## Task:
Comb the records below for the string "plain" and copy each line where it turns up.

## Dataset entries:
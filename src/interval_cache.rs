use crate::dna::two_bit;
use crate::fm_index::{FmSearch, SaInterval};
use serde::{Deserialize, Serialize};

const BASES: [u8; 4] = [b'A', b'C', b'G', b'T'];

/// 4^12 entries; longer words are served by extension.
pub const MAX_CACHE_LEN: usize = 12;

/// Precomputed suffix-array intervals for every ACGT word of a fixed length.
#[derive(Debug, Serialize, Deserialize)]
pub struct IntervalCache {
    cache_len: usize,
    /// indexed by the 2-bit packed word; `None` when the word is absent
    intervals: Vec<Option<SaInterval>>,
}

impl IntervalCache {
    pub fn build<I: FmSearch>(index: &I, cache_len: usize) -> Self {
        let cache_len = cache_len.min(MAX_CACHE_LEN);
        let mut intervals = vec![None; 1usize << (2 * cache_len)];
        if cache_len > 0 {
            // Words are filled right to left so each level extends the previous one
            let mut stack: Vec<(usize, usize, SaInterval)> = BASES
                .iter()
                .enumerate()
                .filter_map(|(code, &b)| index.base_interval(b).map(|iv| (1, code, iv)))
                .collect();
            while let Some((depth, code, interval)) = stack.pop() {
                if depth == cache_len {
                    intervals[code] = Some(interval);
                    continue;
                }
                for (prefix, &b) in BASES.iter().enumerate() {
                    if let Some(extended) = index.extend_left(interval, b) {
                        let packed = (prefix << (2 * depth)) | code;
                        stack.push((depth + 1, packed, extended));
                    }
                }
            }
        }
        IntervalCache {
            cache_len,
            intervals,
        }
    }

    pub fn cache_len(&self) -> usize {
        self.cache_len
    }

    fn cached(&self, word: &[u8]) -> Option<Option<SaInterval>> {
        let mut code = 0usize;
        // the last base of the word sits in the lowest bits
        for (i, &base) in word.iter().rev().enumerate() {
            code |= two_bit(base)? << (2 * i);
        }
        Some(self.intervals[code])
    }

    /// Interval of rows prefixed by `kmer`. The last `cache_len` bases come
    /// from the cache and the rest are added by backward extension.
    pub fn interval<I: FmSearch>(&self, index: &I, kmer: &[u8]) -> Option<SaInterval> {
        if self.cache_len == 0 || kmer.len() < self.cache_len {
            return index.backward_search(kmer);
        }
        let split = kmer.len() - self.cache_len;
        let mut interval = match self.cached(&kmer[split..]) {
            Some(hit) => hit?,
            None => return index.backward_search(kmer),
        };
        for &base in kmer[..split].iter().rev() {
            interval = index.extend_left(interval, base)?;
        }
        Some(interval)
    }
}

#[cfg(test)]
mod tests {
    use super::*;
    use crate::fm_index::FmIndex;

    #[test]
    fn test_cache_agrees_with_backward_search() {
        let seqs: Vec<&[u8]> = vec![b"ACGTTGCAACGTAGGCTTAGCNACGT", b"TTGCAGGCAT"];
        let (index, _) = FmIndex::build(&seqs).unwrap();
        let cache = IntervalCache::build(&index, 3);

        for kmer in [
            &b"ACG"[..],
            b"GCA",
            b"AACGTAG",
            b"CNACG",
            b"GCNAC",
            b"TT",
            b"CCCC",
            b"TTGCA",
        ] {
            assert_eq!(
                cache.interval(&index, kmer),
                index.backward_search(kmer),
                "kmer {}",
                String::from_utf8_lossy(kmer)
            );
        }
    }

    #[test]
    fn test_absent_words_are_empty() {
        let seqs: Vec<&[u8]> = vec![b"AAAAAAAA"];
        let (index, _) = FmIndex::build(&seqs).unwrap();
        let cache = IntervalCache::build(&index, 2);
        assert_eq!(cache.interval(&index, b"AC"), None);
        assert_eq!(cache.interval(&index, b"AAA").map(|i| i.size()), Some(6));
    }
}
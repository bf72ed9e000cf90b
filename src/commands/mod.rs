pub mod connect;
pub mod index;
pub mod place;
pub mod recruit;
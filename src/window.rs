//! Reference windows around placements and flanked haplotype sets.

use crate::alignment_record::Placement;
use crate::dna::reverse_complement;
use crate::sequence_store::SequenceStore;
use std::io;

/// Reference bases at a placement plus the flanks around it.
///
/// `defined` always has the placement's length; the flanks are clipped at
/// the contig ends.
#[derive(Debug, Clone, PartialEq, Eq, Default)]
pub struct ReferenceWindow {
    pub upstream: Vec<u8>,
    pub defined: Vec<u8>,
    pub downstream: Vec<u8>,
}

impl ReferenceWindow {
    /// `upstream + defined + downstream`
    pub fn full(&self) -> Vec<u8> {
        let mut seq = Vec::with_capacity(self.upstream.len() + self.defined.len() + self.downstream.len());
        seq.extend_from_slice(&self.upstream);
        seq.extend_from_slice(&self.defined);
        seq.extend_from_slice(&self.downstream);
        seq
    }

    /// Attach this window's flanks to `core`.
    pub fn flank(&self, core: &[u8]) -> Vec<u8> {
        let mut seq = Vec::with_capacity(self.upstream.len() + core.len() + self.downstream.len());
        seq.extend_from_slice(&self.upstream);
        seq.extend_from_slice(core);
        seq.extend_from_slice(&self.downstream);
        seq
    }
}

/// Split the reference around `aln` into upstream, defined and downstream parts.
pub fn extract_reference_substrings<S: SequenceStore>(
    aln: &Placement,
    store: &S,
    flanking: usize,
) -> io::Result<ReferenceWindow> {
    let reference = store.get_sequence(aln.reference_id).ok_or_else(|| {
        io::Error::new(
            io::ErrorKind::NotFound,
            format!("Reference id {} not found", aln.reference_id),
        )
    })?;

    if aln.end() > reference.len() {
        return Err(io::Error::new(
            io::ErrorKind::InvalidInput,
            format!(
                "Placement {} exceeds reference length {}",
                aln,
                reference.len()
            ),
        ));
    }

    let upstream_start = aln.position.saturating_sub(flanking);
    let downstream_end = (aln.end() + flanking).min(reference.len());

    Ok(ReferenceWindow {
        upstream: reference[upstream_start..aln.position].to_vec(),
        defined: reference[aln.position..aln.end()].to_vec(),
        downstream: reference[aln.end()..downstream_end].to_vec(),
    })
}

/// The reference bases covered by `aln`, without flanks.
pub fn extract_reference<S: SequenceStore>(
    aln: &Placement,
    store: &S,
    flanking: usize,
) -> io::Result<Vec<u8>> {
    extract_reference_substrings(aln, store, flanking).map(|window| window.defined)
}

/// Attach reference flanks to every haplotype and append the reference
/// haplotype itself.
///
/// Haplotypes are given in query orientation and are reverse complemented
/// for reverse-strand placements, so every output reads along the reference.
/// On success the output has exactly one more entry than the input.
pub fn make_flanking_haplotypes<S: SequenceStore>(
    aln: &Placement,
    store: &S,
    flanking: usize,
    in_haplotypes: &[Vec<u8>],
) -> io::Result<Vec<Vec<u8>>> {
    let window = extract_reference_substrings(aln, store, flanking)?;

    let mut out_haplotypes = Vec::with_capacity(in_haplotypes.len() + 1);
    for haplotype in in_haplotypes {
        if aln.is_reverse_complement() {
            out_haplotypes.push(window.flank(&reverse_complement(haplotype)));
        } else {
            out_haplotypes.push(window.flank(haplotype));
        }
    }
    out_haplotypes.push(window.full());
    Ok(out_haplotypes)
}

/// Render `query` under the reference bases it was placed on.
pub fn print_alignment<S: SequenceStore>(query: &[u8], aln: &Placement, store: &S) -> io::Result<String> {
    let defined = extract_reference(aln, store, 0)?;
    let oriented = if aln.is_reverse_complement() {
        reverse_complement(query)
    } else {
        query.to_vec()
    };

    let width = defined.len().max(oriented.len());
    let matches: String = (0..width)
        .map(|i| match (defined.get(i), oriented.get(i)) {
            (Some(r), Some(q)) if r.eq_ignore_ascii_case(q) => '|',
            _ => ' ',
        })
        .collect();

    Ok(format!(
        "{} ({})\nREF {}\n    {}\nHAP {}",
        aln,
        aln.strand.symbol(),
        String::from_utf8_lossy(&defined),
        matches.trim_end(),
        String::from_utf8_lossy(&oriented)
    ))
}
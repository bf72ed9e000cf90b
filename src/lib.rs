// lib.rs
pub mod alignment_record;
pub mod commands;
pub mod connect;
pub mod consistency;
pub mod dna;
pub mod extension;
pub mod fm_index;
pub mod index;
pub mod interval_cache;
pub mod overlap;
pub mod parallel;
pub mod placement;
pub mod recruit;
pub mod sampled_sa;
pub mod seqidx;
pub mod sequence_store;
pub mod window;
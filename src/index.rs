use crate::fm_index::FmIndex;
use crate::interval_cache::IntervalCache;
use crate::sampled_sa::SampledSuffixArray;
use crate::sequence_store::{ReadTable, SequenceStore};
use log::{info, warn};
use serde::{Deserialize, Serialize};
use std::fs::File;
use std::io::{self, BufReader, BufWriter};
use std::path::Path;
use std::time::Instant;

pub const DEFAULT_SAMPLE_RATE: usize = 32;
pub const DEFAULT_CACHE_LEN: usize = 8;

/// The read-only structures every query needs, built and stored together.
#[derive(Debug, Serialize, Deserialize)]
pub struct IndexSet {
    pub fm: FmIndex,
    pub ssa: SampledSuffixArray,
    pub cache: IntervalCache,
}

impl IndexSet {
    pub fn build(table: &ReadTable, sample_rate: usize, cache_len: usize) -> io::Result<Self> {
        let start = Instant::now();
        let sequences: Vec<&[u8]> = table.iter().map(|(_, seq)| seq).collect();
        let lengths: Vec<usize> = sequences.iter().map(|s| s.len()).collect();

        let (fm, suffix_array) = FmIndex::build(&sequences)?;
        let ssa = SampledSuffixArray::build(&suffix_array, &lengths, sample_rate);
        drop(suffix_array);
        let cache = IntervalCache::build(&fm, cache_len);

        info!(
            "Indexed {} sequences ({} symbols) in {:.2?}",
            table.len(),
            lengths.iter().map(|l| l + 1).sum::<usize>(),
            start.elapsed()
        );
        Ok(IndexSet { fm, ssa, cache })
    }

    pub fn save(&self, index_file: &str) -> io::Result<()> {
        let file = File::create(index_file)?;
        let mut writer = BufWriter::new(file);
        bincode::serde::encode_into_std_write(self, &mut writer, bincode::config::standard())
            .map_err(|e| io::Error::other(format!("Failed to serialize index: {e:?}")))?;
        Ok(())
    }

    pub fn load(index_file: &str) -> io::Result<Self> {
        let file = File::open(index_file)?;
        let mut reader = BufReader::new(file);
        bincode::serde::decode_from_std_read(&mut reader, bincode::config::standard()).map_err(|e| {
            io::Error::new(
                io::ErrorKind::InvalidData,
                format!("Failed to deserialize index '{index_file}': {e:?}"),
            )
        })
    }
}

pub fn index_path(sequence_file: &str) -> String {
    format!("{sequence_file}.fmi")
}

/// Load `<sequence_file>.fmi` if present, otherwise build and save it.
pub fn load_or_build_index(
    sequence_file: &str,
    table: &ReadTable,
    sample_rate: usize,
    cache_len: usize,
    force_reindex: bool,
) -> io::Result<IndexSet> {
    let index_file = index_path(sequence_file);
    if !force_reindex && Path::new(&index_file).exists() {
        warn_if_stale(sequence_file, &index_file);
        let start = Instant::now();
        let index = IndexSet::load(&index_file)?;
        if index.ssa.num_sequences() != table.len() {
            return Err(io::Error::new(
                io::ErrorKind::InvalidData,
                format!(
                    "Index '{}' covers {} sequences but '{}' has {}; rebuild with --force-reindex",
                    index_file,
                    index.ssa.num_sequences(),
                    sequence_file,
                    table.len()
                ),
            ));
        }
        info!("Loaded index '{}' in {:.2?}", index_file, start.elapsed());
        return Ok(index);
    }

    let index = IndexSet::build(table, sample_rate, cache_len)?;
    index.save(&index_file)?;
    info!("Wrote index '{index_file}'");
    Ok(index)
}

fn warn_if_stale(sequence_file: &str, index_file: &str) {
    let modified = |path: &str| std::fs::metadata(path).and_then(|m| m.modified());
    match (modified(sequence_file), modified(index_file)) {
        (Ok(seq_ts), Ok(index_ts)) => {
            if seq_ts > index_ts {
                warn!("Sequence file '{sequence_file}' has been modified since index creation.");
            }
        }
        _ => warn!("Unable to compare timestamps of '{sequence_file}' and its index. The index may be stale."),
    }
}
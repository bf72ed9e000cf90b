use crate::dna::normalize;
use crate::seqidx::SequenceIndex;
use log::{debug, warn};
use noodles::{bgzf, fasta, fastq};
use regex::Regex;
use rustc_hash::FxHashMap;
use std::fs::File;
use std::io::{self, BufRead, BufReader, Write};
use std::path::Path;

/// Read names ending in `/1`, `/2` (or `.1`, `_2`, ...) are mates of the stem.
const MATE_PATTERN: &str = r"^(.+)[/._]([12])$";

// Trait for id-addressable sequence retrieval (references or reads)
pub trait SequenceStore: Sync {
    fn get_sequence(&self, id: u32) -> Option<&[u8]>;
    fn get_name(&self, id: u32) -> Option<&str>;
    fn get_mate_id(&self, id: u32) -> Option<u32>;
    fn len(&self) -> usize;

    fn is_empty(&self) -> bool {
        self.len() == 0
    }

    fn sequence_length(&self, id: u32) -> Option<usize> {
        self.get_sequence(id).map(<[u8]>::len)
    }
}

/// A named sequence as read from disk or produced by recruitment.
#[derive(Debug, Clone, PartialEq, Eq)]
pub struct SeqRecord {
    pub name: String,
    pub sequence: Vec<u8>,
}

impl SeqRecord {
    pub fn new(name: impl Into<String>, sequence: impl Into<Vec<u8>>) -> Self {
        Self {
            name: name.into(),
            sequence: sequence.into(),
        }
    }
}

/// In-memory store of normalised sequences with name lookup and mate links.
#[derive(Debug, Default)]
pub struct ReadTable {
    pub seq_index: SequenceIndex,
    sequences: Vec<Vec<u8>>,
    mates: Vec<Option<u32>>,
}

impl ReadTable {
    pub fn new() -> Self {
        Self::default()
    }

    /// Build a table from records, linking mates by name.
    pub fn from_records<I>(records: I) -> io::Result<Self>
    where
        I: IntoIterator<Item = SeqRecord>,
    {
        let mut table = ReadTable::new();
        for record in records {
            table.push(&record.name, &record.sequence);
        }
        table.pair_mates()?;
        Ok(table)
    }

    pub fn from_files(files: &[String]) -> io::Result<Self> {
        if files.is_empty() {
            return Err(io::Error::new(
                io::ErrorKind::InvalidInput,
                "No input files provided",
            ));
        }

        let mut records = Vec::new();
        for file in files {
            records.extend(read_sequence_file(file)?);
        }
        let table = ReadTable::from_records(records)?;
        debug!("Loaded {} sequences from {} file(s)", table.len(), files.len());
        Ok(table)
    }

    /// Add a sequence, returning its id. A repeated name replaces the
    /// earlier sequence.
    pub fn push(&mut self, name: &str, sequence: &[u8]) -> u32 {
        let id = self.seq_index.get_or_insert_id(name);
        let normalized = normalize(sequence);
        if (id as usize) < self.sequences.len() {
            warn!("Duplicate sequence name '{name}', keeping the last occurrence");
            self.sequences[id as usize] = normalized;
        } else {
            self.sequences.push(normalized);
            self.mates.push(None);
        }
        id
    }

    /// Link `<stem>/1` with `<stem>/2` for every stem that has both ends.
    pub fn pair_mates(&mut self) -> io::Result<()> {
        let pattern = Regex::new(MATE_PATTERN).map_err(io::Error::other)?;
        let mut ends: FxHashMap<&str, [Option<u32>; 2]> = FxHashMap::default();

        for id in 0..self.sequences.len() as u32 {
            let Some(name) = self.seq_index.get_name(id) else {
                continue;
            };
            if let Some(caps) = pattern.captures(name) {
                let (Some(stem), Some(end)) = (caps.get(1), caps.get(2)) else {
                    continue;
                };
                let slot = if end.as_str() == "1" { 0 } else { 1 };
                ends.entry(stem.as_str()).or_default()[slot] = Some(id);
            }
        }

        let mut links = Vec::new();
        for pair in ends.values() {
            if let [Some(first), Some(second)] = *pair {
                links.push((first, second));
            }
        }
        for (first, second) in links {
            self.mates[first as usize] = Some(second);
            self.mates[second as usize] = Some(first);
        }
        Ok(())
    }

    /// Iterate `(id, sequence)` in id order.
    pub fn iter(&self) -> impl Iterator<Item = (u32, &[u8])> {
        self.sequences
            .iter()
            .enumerate()
            .map(|(id, seq)| (id as u32, seq.as_slice()))
    }
}

impl SequenceStore for ReadTable {
    fn get_sequence(&self, id: u32) -> Option<&[u8]> {
        self.sequences.get(id as usize).map(Vec::as_slice)
    }

    fn get_name(&self, id: u32) -> Option<&str> {
        self.seq_index.get_name(id)
    }

    fn get_mate_id(&self, id: u32) -> Option<u32> {
        self.mates.get(id as usize).copied().flatten()
    }

    fn len(&self) -> usize {
        self.sequences.len()
    }
}

#[derive(Debug, Clone, Copy, PartialEq)]
enum SequenceFormat {
    Fasta,
    Fastq,
}

fn detect_format(path: &str) -> io::Result<SequenceFormat> {
    let p = Path::new(path);
    let file_name = p.file_name().and_then(|s| s.to_str()).unwrap_or("");
    let stripped = [".gz", ".bgz"]
        .iter()
        .find_map(|ext| file_name.strip_suffix(ext))
        .unwrap_or(file_name);
    let extension = Path::new(stripped)
        .extension()
        .and_then(|s| s.to_str())
        .unwrap_or("");

    match extension {
        "fa" | "fasta" | "fna" => Ok(SequenceFormat::Fasta),
        "fq" | "fastq" => Ok(SequenceFormat::Fastq),
        _ => Err(io::Error::new(
            io::ErrorKind::InvalidInput,
            format!("Unsupported file extension for '{path}'. Expected .fa/.fasta/.fna/.fq/.fastq, optionally BGZF-compressed"),
        )),
    }
}

fn open_reader(path: &str) -> io::Result<Box<dyn BufRead>> {
    let file = File::open(path).map_err(|e| {
        io::Error::new(e.kind(), format!("Failed to open sequence file '{path}': {e}"))
    })?;
    if [".gz", ".bgz"].iter().any(|e| path.ends_with(e)) {
        Ok(Box::new(BufReader::new(bgzf::io::Reader::new(file))))
    } else {
        Ok(Box::new(BufReader::new(file)))
    }
}

fn name_to_string(name: &[u8]) -> String {
    String::from_utf8_lossy(name).into_owned()
}

/// Records of a sequence file, read one at a time.
pub type SequenceRecords = Box<dyn Iterator<Item = io::Result<SeqRecord>>>;

/// Stream the records of a FASTA or FASTQ file (plain or BGZF).
pub fn sequence_records(path: &str) -> io::Result<SequenceRecords> {
    let format = detect_format(path)?;
    let reader = open_reader(path)?;

    Ok(match format {
        SequenceFormat::Fasta => {
            let mut reader = fasta::io::Reader::new(reader);
            Box::new(std::iter::from_fn(move || {
                reader.records().next().map(|result| {
                    result.map(|record| {
                        SeqRecord::new(name_to_string(record.name()), record.sequence().as_ref().to_vec())
                    })
                })
            }))
        }
        SequenceFormat::Fastq => {
            let mut reader = fastq::io::Reader::new(reader);
            Box::new(std::iter::from_fn(move || {
                reader.records().next().map(|result| {
                    result.map(|record| SeqRecord::new(name_to_string(record.name()), record.sequence().to_vec()))
                })
            }))
        }
    })
}

/// Read every record of a FASTA or FASTQ file (plain or BGZF).
pub fn read_sequence_file(path: &str) -> io::Result<Vec<SeqRecord>> {
    sequence_records(path)?.collect()
}

/// Write records as FASTA, one sequence line per record.
pub fn write_fasta<W: Write>(writer: &mut W, records: &[SeqRecord]) -> io::Result<()> {
    for record in records {
        writeln!(writer, ">{}", record.name)?;
        writer.write_all(&record.sequence)?;
        writeln!(writer)?;
    }
    Ok(())
}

## Result:
/// Stream the records of a FASTA or FASTQ file (plain or BGZF).
/// Read every record of a FASTA or FASTQ file (plain or BGZF).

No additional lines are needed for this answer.